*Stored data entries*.
---------------

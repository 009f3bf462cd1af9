//! Data models for lostpets.
//!
//! This module contains the filter vocabulary used by the query compiler and
//! the registry records it runs against.

mod filter;
mod matches;
mod record;

pub use filter::{Comparator, Filter, FilterGroup, FilterValue};
pub use matches::Match;
pub use record::{Pet, PetType, Posting, RecordKind, Report, Sighting, SourceRecord, Tag};
//! Textual filter syntax.
//!
//! A group is a `;`-separated list of conditions:
//! - `petcolor=brown` - Equality (case-insensitive for text)
//! - `createdat>=2019-01-01` - Relational comparison on a date
//! - `id in 1,2,3` - Set membership
//! - `petmarks=null` - `IS NULL` test
//! - `petname='42'` - Quoted values are always text
//!
//! Values are typed in this order: `null`, integer, RFC 3339 timestamp,
//! `YYYY-MM-DD` date (midnight UTC), text.

use crate::models::{Comparator, Filter, FilterGroup, FilterValue};
use crate::{Error, Result};
use chrono::{DateTime, NaiveDate, Utc};

/// Operators in match order; longer spellings first.
const OPERATORS: &[&str] = &["<=", ">=", "!=", "<>", "==", "=", "<", ">"];

/// Parses one filter group.
///
/// # Errors
///
/// Returns [`Error::InvalidInput`] if a condition has no field name or no
/// recognized operator.
///
/// # Examples
///
/// ```
/// use lostpets::query::parse_filter_group;
///
/// let group = parse_filter_group("petcolor=Brown; id in 3,4").unwrap();
/// assert_eq!(group.len(), 2);
/// ```
pub fn parse_filter_group(input: &str) -> Result<FilterGroup> {
    let mut group = FilterGroup::new();
    for condition in input.split(';').map(str::trim).filter(|c| !c.is_empty()) {
        let (field, filter) = parse_condition(condition)?;
        group.push(field, filter);
    }
    Ok(group)
}

fn parse_condition(condition: &str) -> Result<(String, Filter)> {
    let field_len = condition
        .find(|c: char| !(c.is_ascii_alphanumeric() || c == '_' || c == '.'))
        .unwrap_or(condition.len());
    let (field, rest) = condition.split_at(field_len);
    if field.is_empty() {
        return Err(Error::InvalidInput(format!(
            "missing field name in '{condition}'"
        )));
    }
    let rest = rest.trim_start();

    if let Some(op) = OPERATORS.iter().find(|op| rest.starts_with(**op)) {
        let comparator = Comparator::parse(op).ok_or_else(|| {
            Error::InvalidInput(format!("unknown operator '{op}' in '{condition}'"))
        })?;
        let value = parse_scalar(rest[op.len()..].trim());
        return Ok((field.to_string(), Filter::new(comparator, value)));
    }

    let lowered = rest.to_ascii_lowercase();
    if lowered == "in" || lowered.starts_with("in ") || lowered.starts_with("in\t") {
        let value = parse_list(rest[2..].trim());
        return Ok((field.to_string(), Filter::one_of(value)));
    }

    Err(Error::InvalidInput(format!(
        "expected an operator after '{field}' in '{condition}'"
    )))
}

/// Parses a single value.
#[must_use]
pub fn parse_scalar(raw: &str) -> FilterValue {
    if let Some(text) = unquote(raw) {
        return FilterValue::String(text.to_string());
    }
    if raw.eq_ignore_ascii_case("null") {
        return FilterValue::Null;
    }
    if let Ok(i) = raw.parse::<i64>() {
        return FilterValue::Integer(i);
    }
    if let Some(ts) = parse_timestamp(raw) {
        return FilterValue::Timestamp(ts);
    }
    FilterValue::String(raw.to_string())
}

/// Parses a comma-separated list; all-integer lists stay integers.
fn parse_list(raw: &str) -> FilterValue {
    let items: Vec<&str> = raw
        .split(',')
        .map(str::trim)
        .filter(|s| !s.is_empty())
        .collect();

    let integers: Option<Vec<i64>> = items.iter().map(|s| s.parse().ok()).collect();
    match integers {
        Some(values) if !values.is_empty() => FilterValue::IntegerList(values),
        _ => FilterValue::StringList(
            items
                .into_iter()
                .map(|s| unquote(s).unwrap_or(s).to_string())
                .collect(),
        ),
    }
}

fn unquote(raw: &str) -> Option<&str> {
    ['\'', '"'].into_iter().find_map(|q| {
        raw.strip_prefix(q)
            .and_then(|s| s.strip_suffix(q))
            .filter(|_| raw.len() >= 2)
    })
}

/// Parses an RFC 3339 timestamp or a `YYYY-MM-DD` date (midnight UTC).
#[must_use]
pub fn parse_timestamp(raw: &str) -> Option<DateTime<Utc>> {
    if let Ok(ts) = DateTime::parse_from_rfc3339(raw) {
        return Some(ts.with_timezone(&Utc));
    }
    NaiveDate::parse_from_str(raw, "%Y-%m-%d")
        .ok()
        .and_then(|d| d.and_hms_opt(0, 0, 0))
        .map(|dt| dt.and_utc())
}

#[cfg(test)]
mod tests {
    use super::*;
    use chrono::TimeZone;
    use test_case::test_case;

    #[test]
    fn test_parse_equality() {
        let group = parse_filter_group("petcolor=Brown").unwrap();
        assert_eq!(group.get("petcolor"), Some(&[Filter::eq("Brown")][..]));
    }

    #[test]
    fn test_parse_range_on_one_field() {
        let group = parse_filter_group("createdat >= 2014-04-12; createdat<=2019-01-01T00:00:00Z")
            .unwrap();
        let filters = group.get("createdat").unwrap();

        assert_eq!(filters.len(), 2);
        assert_eq!(filters[0].comparator, Comparator::GtEq);
        assert_eq!(
            filters[0].value,
            FilterValue::Timestamp(Utc.with_ymd_and_hms(2014, 4, 12, 0, 0, 0).unwrap())
        );
        assert_eq!(filters[1].comparator, Comparator::LtEq);
    }

    #[test]
    fn test_parse_in_lists() {
        let group = parse_filter_group("id IN 1, 2,3; pettype in Dog,'Cat'").unwrap();

        assert_eq!(
            group.get("id").unwrap()[0].value,
            FilterValue::IntegerList(vec![1, 2, 3])
        );
        assert_eq!(
            group.get("pettype").unwrap()[0].value,
            FilterValue::from(vec!["Dog", "Cat"])
        );
    }

    #[test]
    fn test_parse_empty_in_list_is_kept_for_compiler() {
        let group = parse_filter_group("id in").unwrap();
        assert_eq!(
            group.get("id").unwrap()[0].value,
            FilterValue::StringList(vec![])
        );
    }

    #[test_case("null", FilterValue::Null; "null")]
    #[test_case("NULL", FilterValue::Null; "upper null")]
    #[test_case("56", FilterValue::Integer(56); "integer")]
    #[test_case("-3", FilterValue::Integer(-3); "negative")]
    #[test_case("'56'", FilterValue::String("56".into()); "quoted integer")]
    #[test_case("\"null\"", FilterValue::String("null".into()); "quoted null")]
    #[test_case("Riverside Park", FilterValue::String("Riverside Park".into()); "text")]
    #[test_case("'", FilterValue::String("'".into()); "lone quote")]
    fn test_parse_scalar(raw: &str, expected: FilterValue) {
        assert_eq!(parse_scalar(raw), expected);
    }

    #[test]
    fn test_parse_timestamp_with_offset() {
        assert_eq!(
            parse_scalar("2019-01-01T02:00:00+02:00"),
            FilterValue::Timestamp(Utc.with_ymd_and_hms(2019, 1, 1, 0, 0, 0).unwrap())
        );
    }

    #[test_case("=brown"; "missing field")]
    #[test_case("petcolor brown"; "missing operator")]
    #[test_case("petcolor ~ brown"; "unknown operator")]
    fn test_parse_errors(input: &str) {
        assert!(matches!(
            parse_filter_group(input),
            Err(Error::InvalidInput(_))
        ));
    }

    #[test]
    fn test_parse_blank_input() {
        assert!(parse_filter_group("  ; ;").unwrap().is_empty());
    }
}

---------------

*Directions for this task*. The number alone, please: how many lines in the data contain the string "chrono"?

*Written answer*. 2